La peste noire - Black Death

La peste noire - Black Death

La Peste noire-Black Death

Une peste violente qui ravagea l'Europe entre mars 1348 et le printemps 1351, et aurait emporté près de la moitié de la population.

Elle a été apportée par des marins à Gênes du sud de la Russie, où ils étaient venu d'Asie centrale.

En mars et avril 1348, il se répandit en Italie, en Espagne et dans le sud de la France et en mai de cette année-là, il avait atteint le sud-ouest de l'Angleterre.

Bien que les Juifs semblent avoir souffert autant que leurs voisins chrétiens, un mythe est né, surtout en Allemagne, que la propagation de la maladie était due à un complot des Juifs visant à détruire les chrétiens en empoisonnant les puits d'où ils tiraient de l'eau à des fins de boisson.

Cette théorie absurde avait été lancée en 1319 en Franconie.

En 1348, une fois l'accusation portée, elle se répandit avec une rapidité étonnante de ville en ville et des rapports officiels ont été envoyés par les maires de diverses villes contenant des aveux présumés de Juifs qui avaient été saisis sous l'accusation et mis à la torture.

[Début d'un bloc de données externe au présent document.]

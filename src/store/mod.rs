pub mod path;
mod schema;
mod sqlite;

pub use sqlite::SqliteStore;

use chrono::{DateTime, Utc};

use crate::error::Result;
use crate::types::*;

/// Store defines the database interface.
///
/// Every operation that enforces a business rule (seat limit, storage quota,
/// read-only workspaces, single-use OAuth state) runs in one write transaction.
pub trait Store: Send + Sync {
    fn initialize(&self) -> Result<()>;

    // User operations
    /// Creates the user together with a free workspace, an ADMIN membership and a
    /// default project. Nothing is written if any step fails.
    fn provision_user(&self, user: &User) -> Result<Provisioned>;
    /// Logs in an OAuth identity, linking by email. Returns the user and whether it
    /// was newly provisioned.
    fn upsert_oauth_user(&self, identity: &OAuthIdentity, now: DateTime<Utc>)
    -> Result<(User, bool)>;
    fn get_user(&self, id: &str) -> Result<Option<User>>;
    fn get_user_by_email(&self, email: &str) -> Result<Option<User>>;
    fn list_users(&self, cursor: &str, limit: i32) -> Result<Vec<User>>;
    fn delete_user(&self, id: &str) -> Result<bool>;

    // Plan operations
    fn list_plans(&self) -> Result<Vec<Plan>>;
    fn get_plan(&self, id: &str) -> Result<Option<Plan>>;

    // Workspace operations
    fn get_workspace(&self, id: &str) -> Result<Option<Workspace>>;
    fn get_workspace_by_subscription(&self, subscription_id: &str) -> Result<Option<Workspace>>;
    fn list_workspaces(&self) -> Result<Vec<Workspace>>;
    fn list_owned_workspaces(&self, user_id: &str) -> Result<Vec<Workspace>>;
    fn list_user_workspaces(&self, user_id: &str) -> Result<Vec<(Workspace, Role)>>;
    fn count_members(&self, workspace_id: &str) -> Result<i64>;
    fn count_projects(&self, workspace_id: &str) -> Result<i64>;

    // Subscription lifecycle
    fn activate_subscription(
        &self,
        workspace_id: &str,
        plan_id: &str,
        customer_id: Option<&str>,
        subscription_id: Option<&str>,
    ) -> Result<Workspace>;
    /// Marks the workspace cancelled and read-only. Re-cancelling keeps the original
    /// deletion clock.
    fn cancel_workspace(&self, workspace_id: &str, now: DateTime<Utc>) -> Result<Workspace>;
    fn reactivate_workspace(&self, workspace_id: &str) -> Result<Workspace>;
    fn list_purge_candidates(&self, now: DateTime<Utc>) -> Result<Vec<Workspace>>;
    /// Deletes a workspace whose deadline has passed and writes `audit` in the same
    /// transaction. Returns false if the workspace is gone or no longer due.
    fn purge_workspace(
        &self,
        workspace_id: &str,
        now: DateTime<Utc>,
        audit: &AuditEntry,
    ) -> Result<bool>;

    // Storage accounting
    /// Applies `delta` to the workspace counter. Rejects read-only workspaces and
    /// growth beyond the plan quota; decrements clamp at zero. Returns the new usage.
    fn adjust_storage(&self, workspace_id: &str, delta: i64) -> Result<i64>;
    /// Decrements the counter without read-only or quota checks.
    fn release_storage(&self, workspace_id: &str, bytes: i64) -> Result<i64>;
    /// Overwrites the counter. Returns the previous value when it differed.
    fn set_storage_used(&self, workspace_id: &str, bytes: i64) -> Result<Option<i64>>;

    // Membership operations
    fn add_member(&self, membership: &Membership) -> Result<()>;
    fn get_membership(&self, user_id: &str, workspace_id: &str) -> Result<Option<Membership>>;
    fn list_members(&self, workspace_id: &str) -> Result<Vec<Member>>;
    fn update_member_role(&self, user_id: &str, workspace_id: &str, role: Role) -> Result<()>;
    fn remove_member(&self, user_id: &str, workspace_id: &str) -> Result<bool>;

    // Project operations
    fn create_project(&self, project: &Project) -> Result<()>;
    fn get_project(&self, id: &str) -> Result<Option<Project>>;
    fn list_projects(&self, workspace_id: &str) -> Result<Vec<Project>>;
    fn update_project(&self, project: &Project) -> Result<()>;
    /// Deletes the project row and releases `freed_bytes` from its workspace.
    fn delete_project(&self, id: &str, freed_bytes: i64) -> Result<bool>;

    // Token operations
    fn create_token(&self, token: &Token) -> Result<()>;
    fn get_token_by_id(&self, id: &str) -> Result<Option<Token>>;
    fn get_token_by_lookup(&self, lookup: &str) -> Result<Option<Token>>;
    fn list_tokens(&self, cursor: &str, limit: i32) -> Result<Vec<Token>>;
    fn list_user_tokens(&self, user_id: &str) -> Result<Vec<Token>>;
    fn delete_token(&self, id: &str) -> Result<bool>;
    fn update_token_last_used(&self, id: &str) -> Result<()>;
    fn has_admin_token(&self) -> Result<bool>;

    // OAuth state operations
    fn create_oauth_state(&self, state: &OAuthState) -> Result<()>;
    /// Consumes a state. Any state that exists is deleted, valid or not.
    fn redeem_oauth_state(
        &self,
        state: &str,
        provider: OAuthProvider,
        now: DateTime<Utc>,
    ) -> Result<StateRedemption>;
    fn delete_expired_oauth_states(&self, now: DateTime<Utc>) -> Result<usize>;

    // AI usage
    fn record_ai_usage(&self, usage: &AiUsage) -> Result<()>;
    fn ai_usage_summary(&self, workspace_id: &str) -> Result<AiUsageSummary>;

    // Audit log
    fn insert_audit_entry(&self, entry: &AuditEntry) -> Result<()>;
    fn list_audit_entries(&self, workspace_id: &str, limit: i32) -> Result<Vec<AuditEntry>>;

    fn stats(&self) -> Result<SystemStats>;
}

La première épidémie semble s'être produite dans le nord de l'Espagne, à Barcelone, Cervera et Tarrega, dans les mois de juin et juillet.

Mais le mythe réel de l'empoisonnement au puits en relation avec la peste noire semble avoir surgi en Suisse à l'automne de cette année-là, bien que le pape Clément VI avait publié en juillet une bulle déclarant sa fausseté.

Lorsque la peste atteignit Chillon, les Juifs de cet endroit furent arrêtés et torturés.

Un certain Balavignus « avoua » qu'un complot élaboré avait été concocté par des Juifs dans une ville du sud de la France.

Jacob à Paskate de Tolède, Peyret de Chambéry et un Aboget.

Ceux-ci avaient composé un poison dont les ingrédients étaient les cœurs des chrétiens, les araignées, les grenouilles, les lézards, la chair humaine et les hosties sacrées, et avait distribué la poudre faite de cette concoction pour être déposée dans les puits où les chrétiens puisaient l'eau.

La nouvelle se répandit à Châtel, Châtelard et Berne et de ce dernier lieu, des messagers spéciaux furent envoyés dans toutes les villes de la Suisse et du Haut-Rhin, ce qui produisit bientôt l'effet naturel.

A Zurich, où la nouvelle accusation a été combinée avec l'ancienne accusation de sang, plusieurs Juifs ont été brûlés le 21 septembre 1348, tandis que les autres ont été expulsés.

Le 22 novembre 1348, la rumeur atteignit Augsbourg, Würzburg et Munich, et se répandit dans quatre-vingts villes de Bavière, où se produisirent des massacres de Juifs.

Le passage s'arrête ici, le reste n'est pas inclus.